Participants could earn up to $465 in compensation for devoting up to 17 hours to study activities (excluding travel to and from office visits) over 12.5 weeks. This corresponds to a maximum of $27.35 per hour. Participants were paid $40 for the two-hour orientation, $10 for the IVR feedback call, $20 per day for the pre-quit wake-up and live survey calls, $50 for the one-week post-quit office visit, $10 for each follow-up interview, and $20 for a follow-up visit. A $50 bonus was offered for completion of at least 80% of scheduled IVR calls, plus $0.10 per minute for each minute of personal cell phone time used for study activities. Fifty dollars were deducted from compensation if participants failed to return a study cell phone. On average, participants earned $291.17 (SD=$128.83, Range=$0-$450.10) in compensation.

Measures

Demographics

Participants completed a pen-and-paper questionnaire assessing age, gender, self-identified race, ethnicity, educational attainment, marital status, income, and employment status at orientation.
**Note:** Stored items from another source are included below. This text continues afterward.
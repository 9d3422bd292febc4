//! UI rendering

use ratatui::{
    layout::{Constraint, Direction, Layout, Rect},
    style::{Color, Modifier, Style},
    text::{Line, Span},
    widgets::{Block, Borders, Clear, List, ListItem, ListState, Paragraph, Wrap},
    Frame,
};

use crate::app::{ActivePane, App, InputMode};
use crate::format;
use crate::forms::FormState;

/// Main UI rendering function
pub fn draw(frame: &mut Frame, app: &App) {
    // Create vertical layout for the status bar at the bottom
    let outer_chunks = Layout::default()
        .direction(Direction::Vertical)
        .constraints([Constraint::Min(3), Constraint::Length(1)])
        .split(frame.area());

    // Split the main area into three panes
    let pane_chunks = Layout::default()
        .direction(Direction::Horizontal)
        .constraints([
            Constraint::Percentage(22),
            Constraint::Percentage(38),
            Constraint::Percentage(40),
        ])
        .split(outer_chunks[0]);

    draw_sidebar(frame, app, pane_chunks[0]);
    draw_words_pane(frame, app, pane_chunks[1]);
    draw_detail_pane(frame, app, pane_chunks[2]);

    match app.input_mode {
        InputMode::Normal => draw_status_bar(frame, app, outer_chunks[1]),
        InputMode::Search => draw_search_input(frame, app, outer_chunks[1]),
    }

    if let Some(form) = &app.form {
        draw_form_overlay(frame, form);
    }

    if app.show_help {
        draw_help_overlay(frame);
    }
}

fn pane_border_style(active: bool) -> Style {
    if active {
        Style::default().add_modifier(Modifier::BOLD)
    } else {
        Style::default()
    }
}

fn pane_highlight_style(active: bool) -> Style {
    if active {
        Style::default()
            .add_modifier(Modifier::BOLD)
            .add_modifier(Modifier::REVERSED)
    } else {
        Style::default().add_modifier(Modifier::REVERSED)
    }
}

/// Draw the collections sidebar (left)
fn draw_sidebar(frame: &mut Frame, app: &App, area: Rect) {
    let is_active = app.active_pane == ActivePane::Sidebar;

    let items: Vec<ListItem> = app
        .collections
        .iter()
        .map(|collection| {
            let label = format!(
                "{} {} ({})",
                collection.emoji,
                collection.name,
                app.count_for(&collection.id)
            );
            // The collection currently filtering the word list stands out
            let style = if collection.id == app.active_collection {
                Style::default().fg(Color::Yellow)
            } else {
                Style::default()
            };
            ListItem::new(Line::from(Span::styled(label, style)))
        })
        .collect();

    let block = Block::default()
        .title(" Collections ")
        .borders(Borders::ALL)
        .border_style(pane_border_style(is_active));

    let list = List::new(items)
        .block(block)
        .highlight_style(pane_highlight_style(is_active));

    let mut state = ListState::default();
    state.select(Some(app.sidebar_index));

    frame.render_stateful_widget(list, area, &mut state);
}

/// Draw the word list pane (middle)
fn draw_words_pane(frame: &mut Frame, app: &App, area: Rect) {
    let is_active = app.active_pane == ActivePane::Words;

    let items: Vec<ListItem> = app
        .words
        .iter()
        .map(|word| {
            let star = if word.favorite { "★ " } else { "  " };
            let term_line = Line::from(vec![
                Span::styled(star, Style::default().fg(Color::Yellow)),
                Span::raw(word.term.as_str()),
            ]);
            let definition_line = Line::from(Span::styled(
                truncate(&word.definition, area.width.saturating_sub(4) as usize),
                Style::default().add_modifier(Modifier::DIM),
            ));
            ListItem::new(vec![term_line, definition_line])
        })
        .collect();

    let title = if app.search_input.is_empty() {
        format!(" Words ({}) ", app.words.len())
    } else {
        format!(" Words ({}) /{} ", app.words.len(), app.search_input)
    };

    let block = Block::default()
        .title(title)
        .borders(Borders::ALL)
        .border_style(pane_border_style(is_active));

    let list = List::new(items)
        .block(block)
        .highlight_style(pane_highlight_style(is_active));

    let mut state = ListState::default();
    if !app.words.is_empty() {
        state.select(Some(app.word_index));
    }

    frame.render_stateful_widget(list, area, &mut state);
}

/// Draw the detail pane (right)
fn draw_detail_pane(frame: &mut Frame, app: &App, area: Rect) {
    let is_active = app.active_pane == ActivePane::Detail;

    let block = Block::default()
        .title(" Detail ")
        .borders(Borders::ALL)
        .border_style(pane_border_style(is_active));

    let bold = Style::default().add_modifier(Modifier::BOLD);

    let content = if let Some(word) = app.current_word() {
        let mut lines = vec![
            Line::from(vec![
                Span::styled("Term: ", bold),
                Span::raw(word.term.as_str()),
                Span::raw(if word.favorite { "  ★" } else { "" }),
            ]),
            Line::from(""),
            Line::from(vec![Span::styled("Definition:", bold)]),
        ];
        for def_line in word.definition.lines() {
            lines.push(Line::from(format!("  {}", def_line)));
        }

        lines.push(Line::from(""));
        if word.notes.is_empty() {
            lines.push(Line::from(vec![Span::styled(
                "── No notes ──",
                Style::default().add_modifier(Modifier::DIM),
            )]));
        } else {
            lines.push(Line::from(vec![Span::styled("Notes:", bold)]));
            for note_line in word.notes.lines() {
                lines.push(Line::from(format!("  {}", note_line)));
            }
        }

        lines.push(Line::from(""));
        let tags_str = if word.tags.is_empty() {
            "-".to_string()
        } else {
            word.tags.join(", ")
        };
        lines.push(Line::from(vec![
            Span::styled("Tags: ", bold),
            Span::raw(tags_str),
        ]));

        let collections_str = word
            .collections
            .iter()
            .map(|id| {
                app.collections
                    .iter()
                    .find(|c| &c.id == id)
                    .map(|c| c.name.clone())
                    .unwrap_or_else(|| id.clone())
            })
            .collect::<Vec<_>>()
            .join(", ");
        lines.push(Line::from(vec![
            Span::styled("Collections: ", bold),
            Span::raw(collections_str),
        ]));

        lines.push(Line::from(""));
        lines.push(Line::from(vec![
            Span::styled("Added: ", bold),
            Span::raw(format::format_date(word.added_at)),
        ]));

        lines
    } else {
        vec![
            Line::from(""),
            Line::from(vec![Span::styled(
                "Select a word to view details",
                Style::default().add_modifier(Modifier::DIM),
            )]),
        ]
    };

    let paragraph = Paragraph::new(content)
        .block(block)
        .wrap(Wrap { trim: true })
        .scroll((app.detail_scroll, 0));

    frame.render_widget(paragraph, area);
}

/// Draw the status bar at the bottom
fn draw_status_bar(frame: &mut Frame, app: &App, area: Rect) {
    let content = if let Some(msg) = &app.status_message {
        msg.clone()
    } else {
        "a:add  e:edit  d:del  f:fav  c:new-col  r:rename-col  x:del-col  /:search  ?:help  q:quit"
            .to_string()
    };

    let paragraph = Paragraph::new(content).style(Style::default().add_modifier(Modifier::DIM));
    frame.render_widget(paragraph, area);
}

/// Draw search input at the bottom
fn draw_search_input(frame: &mut Frame, app: &App, area: Rect) {
    let prefix = "/";
    let line = Line::from(vec![
        Span::styled(prefix, Style::default().fg(Color::Cyan)),
        Span::raw(app.search_input.as_str()),
        Span::styled(
            format!("  ({} matches)", app.words.len()),
            Style::default().add_modifier(Modifier::DIM),
        ),
    ]);

    frame.render_widget(Paragraph::new(line), area);

    let cursor_x = area.x + prefix.len() as u16 + cursor_col(&app.search_input, app.search_cursor);
    frame.set_cursor_position((cursor_x, area.y));
}

/// Draw the active modal form as a centered overlay
fn draw_form_overlay(frame: &mut Frame, form: &FormState) {
    let area = frame.area();

    let popup_height = (form.fields.len() as u16
        + u16::from(form.favorite.is_some())
        + 4)
    .min(area.height.saturating_sub(2));
    let popup_width = 60.min(area.width.saturating_sub(4));
    let popup_x = (area.width.saturating_sub(popup_width)) / 2;
    let popup_y = (area.height.saturating_sub(popup_height)) / 2;
    let popup_area = Rect::new(popup_x, popup_y, popup_width, popup_height);

    frame.render_widget(Clear, popup_area);

    let mut lines = Vec::new();
    for (i, field) in form.fields.iter().enumerate() {
        let focused = i == form.focus;
        let label_style = if focused {
            Style::default().add_modifier(Modifier::BOLD)
        } else {
            Style::default()
        };
        lines.push(Line::from(vec![
            Span::styled(format!("{:>11}: ", field.label), label_style),
            Span::raw(field.value.as_str()),
        ]));
    }

    if let Some(favorite) = form.favorite {
        let marker = if favorite { "[x]" } else { "[ ]" };
        let style = if form.favorite_focused() {
            Style::default().add_modifier(Modifier::BOLD)
        } else {
            Style::default()
        };
        lines.push(Line::from(Span::styled(
            format!("{:>11}  Favorite (space to toggle)", marker),
            style,
        )));
    }

    lines.push(Line::from(""));
    lines.push(Line::from(Span::styled(
        "Tab: next field   Enter: save   Esc: cancel",
        Style::default().add_modifier(Modifier::DIM),
    )));

    let block = Block::default()
        .title(form.title())
        .borders(Borders::ALL)
        .border_style(Style::default().add_modifier(Modifier::BOLD));

    frame.render_widget(Paragraph::new(lines).block(block), popup_area);

    // Place the terminal cursor inside the focused text field
    if let Some(field) = form.fields.get(form.focus) {
        // "{:>11}: " makes the value start at column 13 inside the border
        let cursor_x = popup_area.x + 1 + 13 + cursor_col(&field.value, field.cursor);
        let cursor_y = popup_area.y + 1 + form.focus as u16;
        if cursor_x < popup_area.right() && cursor_y < popup_area.bottom() {
            frame.set_cursor_position((cursor_x, cursor_y));
        }
    }
}

/// Draw help overlay
fn draw_help_overlay(frame: &mut Frame) {
    let area = frame.area();

    let popup_width = 52.min(area.width.saturating_sub(4));
    let popup_height = 22.min(area.height.saturating_sub(4));
    let popup_x = (area.width.saturating_sub(popup_width)) / 2;
    let popup_y = (area.height.saturating_sub(popup_height)) / 2;
    let popup_area = Rect::new(popup_x, popup_y, popup_width, popup_height);

    frame.render_widget(Clear, popup_area);

    let help_text = vec![
        Line::from(vec![Span::styled(
            "Keyboard Shortcuts",
            Style::default().add_modifier(Modifier::BOLD),
        )]),
        Line::from(""),
        Line::from("Navigation:"),
        Line::from("  j/k, ↑/↓    Move up/down"),
        Line::from("  gg          Jump to first item"),
        Line::from("  G           Jump to last item"),
        Line::from("  h/l, ←/→    Switch panes"),
        Line::from("  Tab         Cycle panes"),
        Line::from("  Enter       Pick collection / Focus detail"),
        Line::from(""),
        Line::from("Words:"),
        Line::from("  a           Add word"),
        Line::from("  e           Edit word"),
        Line::from("  d           Delete word"),
        Line::from("  f           Toggle favorite"),
        Line::from(""),
        Line::from("Collections:"),
        Line::from("  c           Add collection"),
        Line::from("  r           Rename collection"),
        Line::from("  x           Delete collection"),
        Line::from(""),
        Line::from("  /           Search    q  Quit"),
    ];

    let block = Block::default()
        .title(" Help ")
        .borders(Borders::ALL)
        .border_style(Style::default().add_modifier(Modifier::BOLD));

    frame.render_widget(Paragraph::new(help_text).block(block), popup_area);
}

/// Terminal column for a byte cursor into an input string
///
/// The input cursors index bytes; columns are characters.
fn cursor_col(s: &str, byte_cursor: usize) -> u16 {
    s[..byte_cursor.min(s.len())].chars().count() as u16
}

/// Truncate a string to `max` characters, appending an ellipsis
fn truncate(s: &str, max: usize) -> String {
    if s.chars().count() <= max {
        s.to_string()
    } else {
        let cut: String = s.chars().take(max.saturating_sub(1)).collect();
        format!("{}…", cut)
    }
}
Smoking, Quitting, and Health History

At baseline, participants provided information about the number of years they smoked, number of past quit attempts, longest duration of past abstinence from tobacco, and current motivation and confidence regarding quitting. Participants also rated their self-assessed health (Idler & Benyamini, 1997).

Fagerström Test of Cigarette Dependence (FTCD)

This is a widely-used six-item self-report measure of physical dependence on cigarettes (Fagerström, 2012; Heatheron, Koslowksi, Frecker, & Fagerström, 1991) scored on a scale from 0 to 10, with higher scores indicating greater dependence. The FTCD was administered at orientation. The FTCD has moderate internal consistency in general (Cronbach’s α = .61; Heatherton et al, 1991) but had very low internal consistency in this sample (Cronbach’s α = .29).

Wisconsin Inventory of Smoking Dependence Motives (WISDM-37; Smith et al., 2010)

This 37-item scale administered at orientation assesses cigarette dependence by measuring 11 domains of smoking dependence motives (such as craving or taste and sensory properties of cigarette smoke). Prior analyses have identified primary and secondary motives tapped by this measure. The primary dependence motives reflect automaticity in smoking, loss of control over smoking, cigarette craving, and nicotine tolerance. Secondary motives include less central motives, such as smoking for weight control or cognitive or affective enhancement. Internal consistency was adequate for both the primary (Cronbach’s α = .73) and secondary motive scales (Cronbach’s α = .67) in the current sample.

Depressive Symptoms

The Center for Epidemiologic Studies-Depression (CES-D) scale (Radloff, 1977) is a 20-item scale administered at orientation. Total scores range from 0 to 60, with scores greater than or equal to 16 indicating clinical levels of depressive symptoms. Internal consistency was excellent for the current sample (Cronbach’s α = .91). The CES-D was administered to monitor changes in participants’ affective distress to trigger further assessment and referral for mental health services, when appropriate.

Treatment Adherence

Participants in both conditions were asked how many cigarettes they had smoked since going to bed the night before, when they smoked their most recent cigarette, and what the longest period they went without smoking was at each of the seven live survey calls conducted at the end of the practice quitting or self-monitoring periods pre-quit. These data were used to code adherence to the treatment manipulation (i.e., smoking instructions).

Smoking Cessation Outcomes

Daily tobacco use was assessed using a timeline follow-back calendar method in which participants were asked at each study contact through follow-up to report on their tobacco, alcohol, and stop-smoking treatment use for each day since the last study contact (Brown et al., 1998). During the peri-cessation period (two weeks pre- and one week post-quit) participants also reported recent smoking at each IVR call.

The primary outcome in the current study is complete self-reported seven-day point-prevalence abstinence between days 21 and 28 of the quit attempt. This four-week abstinence outcome was based on participant self-report and was not biochemically verified. This decision was informed by the general consistency between self-reported and biochemically verified abstinence (SRNT Subcommittee on Biochemical Verification, 2002), the relatively low level of face-to-face contact with treatment staff, and the fact that participants were informed at enrollment that they would be eligible for randomization to additional treatment with very-low-nicotine-content cigarettes if they reported smoking at the four-week follow-up. These factors reduce the likelihood of abstinence over-reporting (SRNT Subcommittee on Biochemical Verification, 2002).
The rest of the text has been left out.